Tenho uma relação paranormal com o meu boguinhas. É verdade, e data do tempo em que ainda não era meu, mas pertencia à minha mãe.
Lisboa não tem sido meiga para o bogas, na exacta mesma medida em que conto as horas que passo com um pressentimento marado e as noites em que durmo mesmo mal.
Às vezes, estaciono bem o boguinhas. Em sítio seguro, legal, perto da polícia e com iluminação q.b. Outras vez, isso é simplesmente impossível.
Numa e noutra situação, há alturas em que me preocupo e alturas em que o bogas fica estacionado uma semana e nada mais recai sobre ele senão repetidas cagadas de pomba e muito, muito pó. Sempre que me preocupo, algo acontece. Geralmente com o espelho retrovisor.

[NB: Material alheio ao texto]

use serde::Serialize;
use serde::de::DeserializeOwned;
use std::collections::HashMap;
use std::fs;
use std::io::ErrorKind;
use std::path::{Path, PathBuf};
use std::sync::{Arc, Mutex, MutexGuard};

use crate::error::StorageError;

/// Whole-value string storage in the shape of browser `localStorage`.
pub trait KeyValueBackend: Send + Sync {
    fn get_item(&self, key: &str) -> Result<Option<String>, StorageError>;
    fn set_item(&self, key: &str, value: &str) -> Result<(), StorageError>;
    fn remove_item(&self, key: &str) -> Result<(), StorageError>;
}

/// Ephemeral backend; contents live as long as the value.
#[derive(Default)]
pub struct MemoryBackend {
    items: Mutex<HashMap<String, String>>,
}

impl MemoryBackend {
    pub fn new() -> Self {
        Self::default()
    }

    fn items(&self) -> Result<MutexGuard<'_, HashMap<String, String>>, StorageError> {
        self.items
            .lock()
            .map_err(|_| StorageError::Unavailable("memory backend lock poisoned".to_string()))
    }
}

impl KeyValueBackend for MemoryBackend {
    fn get_item(&self, key: &str) -> Result<Option<String>, StorageError> {
        Ok(self.items()?.get(key).cloned())
    }

    fn set_item(&self, key: &str, value: &str) -> Result<(), StorageError> {
        self.items()?.insert(key.to_string(), value.to_string());
        Ok(())
    }

    fn remove_item(&self, key: &str) -> Result<(), StorageError> {
        self.items()?.remove(key);
        Ok(())
    }
}

/// One `<key>.json` file per key inside a directory.
pub struct FileBackend {
    dir: PathBuf,
}

impl FileBackend {
    pub fn new(dir: impl Into<PathBuf>) -> Result<Self, StorageError> {
        let dir = dir.into();
        fs::create_dir_all(&dir)?;
        Ok(Self { dir })
    }

    pub fn dir(&self) -> &Path {
        &self.dir
    }

    fn path_for(&self, key: &str) -> PathBuf {
        let file_name: String = key
            .chars()
            .map(|c| if c.is_ascii_alphanumeric() || c == '_' || c == '-' { c } else { '_' })
            .collect();
        self.dir.join(format!("{file_name}.json"))
    }
}

impl KeyValueBackend for FileBackend {
    fn get_item(&self, key: &str) -> Result<Option<String>, StorageError> {
        match fs::read_to_string(self.path_for(key)) {
            Ok(contents) => Ok(Some(contents)),
            Err(e) if e.kind() == ErrorKind::NotFound => Ok(None),
            Err(e) => Err(e.into()),
        }
    }

    fn set_item(&self, key: &str, value: &str) -> Result<(), StorageError> {
        fs::write(self.path_for(key), value)?;
        Ok(())
    }

    fn remove_item(&self, key: &str) -> Result<(), StorageError> {
        match fs::remove_file(self.path_for(key)) {
            Ok(()) => Ok(()),
            Err(e) if e.kind() == ErrorKind::NotFound => Ok(()),
            Err(e) => Err(e.into()),
        }
    }
}

/// JSON-aware access to a shared backend. Every higher-level storage type
/// goes through this.
#[derive(Clone)]
pub struct CoreLocalStorage {
    backend: Arc<dyn KeyValueBackend>,
}

impl CoreLocalStorage {
    pub fn new(backend: Arc<dyn KeyValueBackend>) -> Self {
        CoreLocalStorage { backend }
    }

    pub fn in_memory() -> Self {
        Self::new(Arc::new(MemoryBackend::new()))
    }

    /// Raw read that keeps "absent" apart from "could not be read".
    pub fn try_get_raw(&self, key: &str) -> Result<Option<String>, StorageError> {
        self.backend.get_item(key)
    }

    /// Raw read for optional values. Backend failures are logged and read
    /// as absent, so callers that may overwrite the key must use
    /// [`try_get_raw`](Self::try_get_raw) or [`get_json`](Self::get_json).
    pub fn get_raw(&self, key: &str) -> Option<String> {
        match self.try_get_raw(key) {
            Ok(value) => value,
            Err(e) => {
                tracing::warn!(key, error = %e, "Failed to read from storage");
                None
            }
        }
    }

    pub fn set_raw(&self, key: &str, value: &str) -> Result<(), StorageError> {
        self.backend.set_item(key, value)
    }

    /// An entry that exists but cannot be read still counts as present.
    pub fn contains(&self, key: &str) -> bool {
        !matches!(self.try_get_raw(key), Ok(None))
    }

    /// `Ok(None)` only when absent. Backend read failures and undecodable
    /// values are both errors.
    pub fn get_json<T: DeserializeOwned>(&self, key: &str) -> Result<Option<T>, StorageError> {
        match self.try_get_raw(key)? {
            Some(raw) => Ok(Some(serde_json::from_str(&raw)?)),
            None => Ok(None),
        }
    }

    pub fn set_json<T: Serialize>(&self, key: &str, value: &T) -> Result<(), StorageError> {
        let raw = serde_json::to_string(value)?;
        self.backend.set_item(key, &raw)
    }

    pub fn remove(&self, key: &str) -> Result<(), StorageError> {
        self.backend.remove_item(key)
    }
}

#[cfg(test)]
pub(crate) mod testing {
    use std::sync::atomic::{AtomicBool, Ordering};

    use super::*;

    /// Memory backend whose writes can be switched to fail, like a full
    /// browser quota.
    #[derive(Default)]
    pub(crate) struct QuotaBackend {
        inner: MemoryBackend,
        full: AtomicBool,
    }

    impl QuotaBackend {
        pub fn set_full(&self, full: bool) {
            self.full.store(full, Ordering::SeqCst);
        }
    }

    impl KeyValueBackend for QuotaBackend {
        fn get_item(&self, key: &str) -> Result<Option<String>, StorageError> {
            self.inner.get_item(key)
        }

        fn set_item(&self, key: &str, value: &str) -> Result<(), StorageError> {
            if self.full.load(Ordering::SeqCst) {
                return Err(StorageError::QuotaExceeded(key.to_string()));
            }
            self.inner.set_item(key, value)
        }

        fn remove_item(&self, key: &str) -> Result<(), StorageError> {
            self.inner.remove_item(key)
        }
    }
}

Um dia, ainda no Porto, estava a minha mãe de férias, e eu usei o carro dela ir para tratar de uns assuntos. Na altura, já eu ficava em casa do meu namorado. Nessa noite, estacionei o bogas (ainda) da minha mãe num parque de estacionamento, perto da casa de família, local seguro e vigiado. Nessa noite, ouvi muitas sirenes, ouvi corridas de mota na rua, ouvi barulhos iguais ao de outras noites, mas que eram mais inquietantes que em outras noites. De manhã, fui ver. Tinha o retrovisor pendurado.

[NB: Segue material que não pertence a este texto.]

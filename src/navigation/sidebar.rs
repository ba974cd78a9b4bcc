/// Widest viewport, in CSS pixels, where an outside click closes the sidebar.
pub const MOBILE_BREAKPOINT: u32 = 768;

/// Collapsible course sidebar and its toggle button.
#[derive(Debug, Clone, Copy, PartialEq, Eq)]
pub struct Sidebar {
    open: bool,
}

impl Sidebar {
    pub fn new(open: bool) -> Self {
        Self { open }
    }

    pub fn is_open(&self) -> bool {
        self.open
    }

    /// `collapsed` class on the sidebar, `sidebar-collapsed` on the page.
    pub fn is_collapsed(&self) -> bool {
        !self.open
    }

    pub fn toggle_icon(&self) -> &'static str {
        if self.open { "✕" } else { "☰" }
    }

    pub fn toggle_label(&self) -> &'static str {
        if self.open { "Close menu" } else { "Open menu" }
    }

    pub fn toggle(&mut self) {
        self.open = !self.open;
        tracing::debug!(open = self.open, "Sidebar toggled");
    }

    /// Document click. On narrow viewports a click outside both the
    /// sidebar and its toggle closes an open sidebar. Returns whether it
    /// closed.
    pub fn on_document_click(&mut self, viewport_width: u32, inside_sidebar: bool, on_toggle: bool) -> bool {
        if viewport_width > MOBILE_BREAKPOINT || !self.open || inside_sidebar || on_toggle {
            return false;
        }
        self.open = false;
        true
    }
}

impl Default for Sidebar {
    fn default() -> Self {
        Self::new(true)
    }
}

#[cfg(test)]
mod tests {
    use super::*;

    #[test]
    fn toggle_updates_button() {
        let mut sidebar = Sidebar::new(false);
        assert_eq!(sidebar.toggle_icon(), "☰");
        assert_eq!(sidebar.toggle_label(), "Open menu");

        sidebar.toggle();
        assert!(sidebar.is_open());
        assert!(!sidebar.is_collapsed());
        assert_eq!(sidebar.toggle_icon(), "✕");
        assert_eq!(sidebar.toggle_label(), "Close menu");
    }

    #[test]
    fn outside_click_closes_only_on_mobile() {
        let mut sidebar = Sidebar::new(true);
        assert!(!sidebar.on_document_click(1024, false, false));
        assert!(!sidebar.on_document_click(600, true, false));
        assert!(!sidebar.on_document_click(600, false, true));
        assert!(sidebar.is_open());

        assert!(sidebar.on_document_click(768, false, false));
        assert!(sidebar.is_collapsed());
        assert_eq!(sidebar.toggle_icon(), "☰");
        assert!(!sidebar.on_document_click(600, false, false));
    }
}
pub mod admin;
pub mod auth;
pub mod config;
pub mod error;
pub mod html;
pub mod local_storage;
pub mod models;
pub mod navigation;
pub mod services;
pub mod store;
pub mod telemetry;
pub mod validation;

#[cfg(test)]
mod test;

pub use config::Config;
pub use error::{AppError, Result, StorageError};
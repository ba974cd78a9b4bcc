//! Self-paced study cards added to the course pages.
//!
//! Content comes from `week_support.json`, one entry per page.

use std::collections::HashMap;

use once_cell::sync::Lazy;
use serde::Deserialize;

use crate::html::{element, escape, text_element};

#[derive(Debug, Clone, PartialEq, Eq, Deserialize)]
pub struct SupportProject {
    pub title: String,
    pub summary: String,
    pub steps: Vec<String>,
    pub share: String,
}

#[derive(Debug, Clone, PartialEq, Eq, Deserialize)]
#[serde(rename_all = "camelCase")]
pub struct WeekSupport {
    pub page: String,
    pub theme: String,
    pub key_tasks: Vec<String>,
    pub deliverable: String,
    pub stretch: String,
    pub mastery: Vec<String>,
    pub project: SupportProject,
    pub reflection: String,
}

static WEEK_SUPPORT: Lazy<HashMap<String, WeekSupport>> = Lazy::new(|| {
    match serde_json::from_str::<Vec<WeekSupport>>(include_str!("week_support.json")) {
        Ok(entries) => entries.into_iter().map(|e| (e.page.clone(), e)).collect(),
        Err(e) => {
            tracing::error!(error = %e, "Invalid self-paced support content");
            HashMap::new()
        }
    }
});

/// Support content for a page file name, if it has any.
pub fn support_for(page: &str) -> Option<&'static WeekSupport> {
    WEEK_SUPPORT.get(page)
}

/// Where the cards go in the page.
#[derive(Debug, Clone, Copy, PartialEq, Eq)]
pub enum Placement {
    /// Right after the page's highlighted module card
    AfterHighlight,
    /// At the end of the page
    Append,
}

impl Placement {
    pub fn for_page(has_highlight_card: bool) -> Self {
        if has_highlight_card {
            Placement::AfterHighlight
        } else {
            Placement::Append
        }
    }
}

impl WeekSupport {
    fn task(&self, index: usize) -> &str {
        self.key_tasks.get(index).map(String::as_str).unwrap_or("")
    }

    /// The four cards in page order.
    pub fn render(&self) -> String {
        [
            self.tracks_card(),
            self.autonomy_card(),
            self.mastery_card(),
            self.project_card(),
        ]
        .concat()
    }

    pub fn tracks_card(&self) -> String {
        let tracks = [
            (
                "Momentum Track",
                "3 x 40 min",
                format!(
                    "Laser-focus on {} and {} until they feel automatic.",
                    self.task(0),
                    self.task(1)
                ),
                format!("Proof: {}", self.mastery.first().map(String::as_str).unwrap_or("")),
            ),
            (
                "Guided Track",
                "4 x 60 min",
                format!("Cycle through {} each session.", self.key_tasks.join(", ")),
                format!("Wrap with {}.", self.deliverable),
            ),
            (
                "Immersion Track",
                "5 x 60+ min",
                format!("Add extended practice plus {}.", self.stretch),
                format!("Publish or share your {}.", self.project.title),
            ),
        ];

        let grid: String = tracks
            .iter()
            .map(|(title, duration, focus, outcome)| {
                let inner = [
                    text_element("h4", "", title),
                    text_element("p", "track-duration", duration),
                    text_element("p", "", focus),
                    text_element("p", "track-outcome", outcome),
                ]
                .concat();
                element("article", "self-paced-track", &inner)
            })
            .collect();

        card(
            "Self-Paced Study Tracks",
            &[
                text_element(
                    "p",
                    "self-paced-subtitle",
                    &format!(
                        "Choose the rhythm that keeps {} moving without burnout.",
                        self.theme.to_lowercase()
                    ),
                ),
                element("div", "self-paced-grid", &grid),
            ]
            .concat(),
        )
    }

    pub fn autonomy_card(&self) -> String {
        let steps = [
            (
                "Plan Inputs",
                format!(
                    "Block time specifically for {} and {}. Write the sessions in your planner before the week begins.",
                    self.task(0),
                    self.task(1)
                ),
            ),
            (
                "Monitor Evidence",
                format!(
                    "Use a two-column log: wins and friction. Highlight whenever {} feels shaky so you can address it next session.",
                    self.task(2)
                ),
            ),
            ("Reflect & Adjust", self.reflection.clone()),
        ];

        let items: String = steps
            .iter()
            .map(|(title, detail)| {
                let inner = [
                    text_element("span", "autonomy-step__title", title),
                    text_element("p", "", detail),
                ]
                .concat();
                element("li", "autonomy-step", &inner)
            })
            .collect();

        card(
            "Self-Direction Toolkit",
            &[
                element("ol", "autonomy-list", &items),
                text_element(
                    "div",
                    "reflection-pill",
                    &format!("Self-coaching prompt: {}", self.reflection),
                ),
            ]
            .concat(),
        )
    }

    pub fn mastery_card(&self) -> String {
        card(
            "Mastery Benchmarks",
            &element("ul", "mastery-list", &list_items(&self.mastery)),
        )
    }

    pub fn project_card(&self) -> String {
        card(
            "Independent Project Idea",
            &[
                text_element("h4", "", &self.project.title),
                text_element("p", "", &self.project.summary),
                element("ul", "project-steps", &list_items(&self.project.steps)),
                text_element("p", "project-share", &self.project.share),
            ]
            .concat(),
        )
    }
}

fn card(label: &str, body: &str) -> String {
    element(
        "div",
        "module-card self-paced-card",
        &[text_element("div", "label", label), body.to_string()].concat(),
    )
}

fn list_items(items: &[String]) -> String {
    items
        .iter()
        .map(|item| format!("<li>{}</li>", escape(item)))
        .collect()
}

#[cfg(test)]
mod tests {
    use super::*;

    #[test]
    fn every_course_page_has_support() {
        assert!(support_for("index.html").is_some());
        for week in 2..=15 {
            let page = format!("week{week}.html");
            let support = support_for(&page);
            assert!(support.is_some(), "{page}");
            assert!(support.is_some_and(|s| s.key_tasks.len() >= 3 && !s.mastery.is_empty()));
        }
        assert!(support_for("week1.html").is_none());
        assert!(support_for("admin.html").is_none());
    }

    #[test]
    fn renders_four_cards_in_order() {
        let html = support_for("index.html").map(WeekSupport::render).unwrap_or_default();

        let labels = [
            "Self-Paced Study Tracks",
            "Self-Direction Toolkit",
            "Mastery Benchmarks",
            "Independent Project Idea",
        ];
        let positions: Vec<usize> = labels.iter().filter_map(|l| html.find(l)).collect();
        assert_eq!(positions.len(), 4);
        assert!(positions.windows(2).all(|w| w[0] < w[1]));
        assert_eq!(html.matches(r#"class="module-card self-paced-card""#).count(), 4);
    }

    #[test]
    fn tracks_card_fills_in_the_week() {
        let support = support_for("index.html").cloned().unwrap_or_else(|| panic!("missing index"));
        let html = support.tracks_card();

        assert!(html.contains("keeps alphabet &amp; script foundations moving without burnout."));
        assert!(html.contains(
            "Laser-focus on letter recognition sprints and sound-to-script mapping until they feel automatic."
        ));
        assert!(html.contains("Publish or share your Script Confidence Portfolio."));
        assert_eq!(html.matches("self-paced-track").count(), 3);
    }

    #[test]
    fn autonomy_card_repeats_the_reflection() {
        let support = support_for("week2.html").cloned().unwrap_or_else(|| panic!("missing week2"));
        let html = support.autonomy_card();
        assert!(html.contains("Highlight whenever pronoun-powered sentence frames feels shaky"));
        assert!(html.contains(r#"<div class="reflection-pill">Self-coaching prompt: Which letter connection"#));
    }

    #[test]
    fn placement() {
        assert_eq!(Placement::for_page(true), Placement::AfterHighlight);
        assert_eq!(Placement::for_page(false), Placement::Append);
    }
}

Noutra ocasião, já cá em Lisboa, deixei o bogas estacionado, durante quase uma semana, numa rua de que nunca gostei muito, mas que, na altura, era a única onde havia lugares. Estive quatro dias no Porto. Quando voltei, tinham-me arranhado o carro de uma ponta à outra (daqueles riscos feitos à navalha) e quebrado um chuvente.

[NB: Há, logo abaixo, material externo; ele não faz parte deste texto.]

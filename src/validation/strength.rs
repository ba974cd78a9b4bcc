use super::rules::PasswordRule;

const LABELS: [&str; 5] = [
    "Add at least 8 characters.",
    "Add uppercase and lowercase letters.",
    "Add a number or special character.",
    "Almost there — include any missing rule.",
    "Strong password ready.",
];

#[derive(Debug, Clone, Copy, PartialEq, Eq)]
pub enum StrengthTier {
    Weak,
    Medium,
    Strong,
}

impl StrengthTier {
    /// CSS custom property the meter bar is painted with.
    pub fn color_var(&self) -> &'static str {
        match self {
            StrengthTier::Weak => "--accent-danger",
            StrengthTier::Medium => "--accent-highlight",
            StrengthTier::Strong => "--accent-success",
        }
    }
}

/// Password strength meter state for a score of 0..=4
#[derive(Debug, Clone, Copy, PartialEq, Eq)]
pub struct StrengthMeter {
    pub score: u8,
    pub percent: u8,
    pub tier: StrengthTier,
    pub label: &'static str,
}

impl StrengthMeter {
    pub fn from_score(score: u8) -> Self {
        let rules = PasswordRule::ALL.len() as u32;
        let percent = (u32::from(score) * 100 / rules).min(100) as u8;

        let tier = if usize::from(score) >= PasswordRule::ALL.len() {
            StrengthTier::Strong
        } else if score >= 2 {
            StrengthTier::Medium
        } else {
            StrengthTier::Weak
        };

        Self {
            score,
            percent,
            tier,
            label: LABELS[usize::from(score).min(LABELS.len() - 1)],
        }
    }
}

impl Default for StrengthMeter {
    fn default() -> Self {
        Self::from_score(0)
    }
}
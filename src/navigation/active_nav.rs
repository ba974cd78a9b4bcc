/// Page every site path without a file name resolves to.
pub const HOME_PAGE: &str = "index.html";

/// File name of the page at `path`: its last segment, or `index.html` for
/// a directory path.
pub fn current_page(path: &str) -> &str {
    match path.rsplit('/').next() {
        Some(last) if !last.is_empty() => last,
        _ => HOME_PAGE,
    }
}

/// Whether a sidebar link points at the current page.
pub fn is_active(href: &str, current: &str) -> bool {
    let target = href.rsplit('/').next().unwrap_or(href);
    target == current
}

/// Active flags for each sidebar link, in order.
pub fn highlight<'a>(links: impl IntoIterator<Item = &'a str>, path: &str) -> Vec<bool> {
    let current = current_page(path);
    let flags: Vec<bool> = links.into_iter().map(|href| is_active(href, current)).collect();
    tracing::debug!(page = current, active = flags.iter().filter(|f| **f).count(), "Highlighted nav");
    flags
}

Quando estaciono o carro na rua paralela à minha, durmo em sobressalto. Foi assim na noite em que o carro do lixo decepou o meu bogas. A agressão aconteceu a meio da noite (não dei por nada), mas fui acordada às sete da manhã, pelo carro dos bombeiros que não conseguia passar. O meu carro estava estacionado à direita da via de sentido único. Do outro lado, estava um jipe. Mas como fui eu que respondi às buzinadelas, e como era o meu carro cujas peças estavam espalhadas pelo chão, fui crucificada logo ali. O retrovisor estava feito em picadinho, e o carro cheio de arranhões verdes.
Também houve o episódio do arroz de caril, com que alguém se lembrou de alimentar os gatos em cima do meu carro (tive direito ao tupperware e tudo!), e que ficou tão ressequido, mas tão ressequido, que duas lavagens automáticas não conseguiram arrancar os bagos todos.
No outro dia, estacionei o carro na Graça. Estava mau tempo. Ali perto, havia um andaime. Preocupei-me que alguma coisa pudesse cair em cima do carro, mas, mais uma vez, não havia grande alternativa. Não fui em paz. Quando voltei no dia seguinte, descobri que me devia ter preocupado, sim, mas com os gatunos que me tentaram roubar o retrovisor. Não saiu, mas ficou pendurado.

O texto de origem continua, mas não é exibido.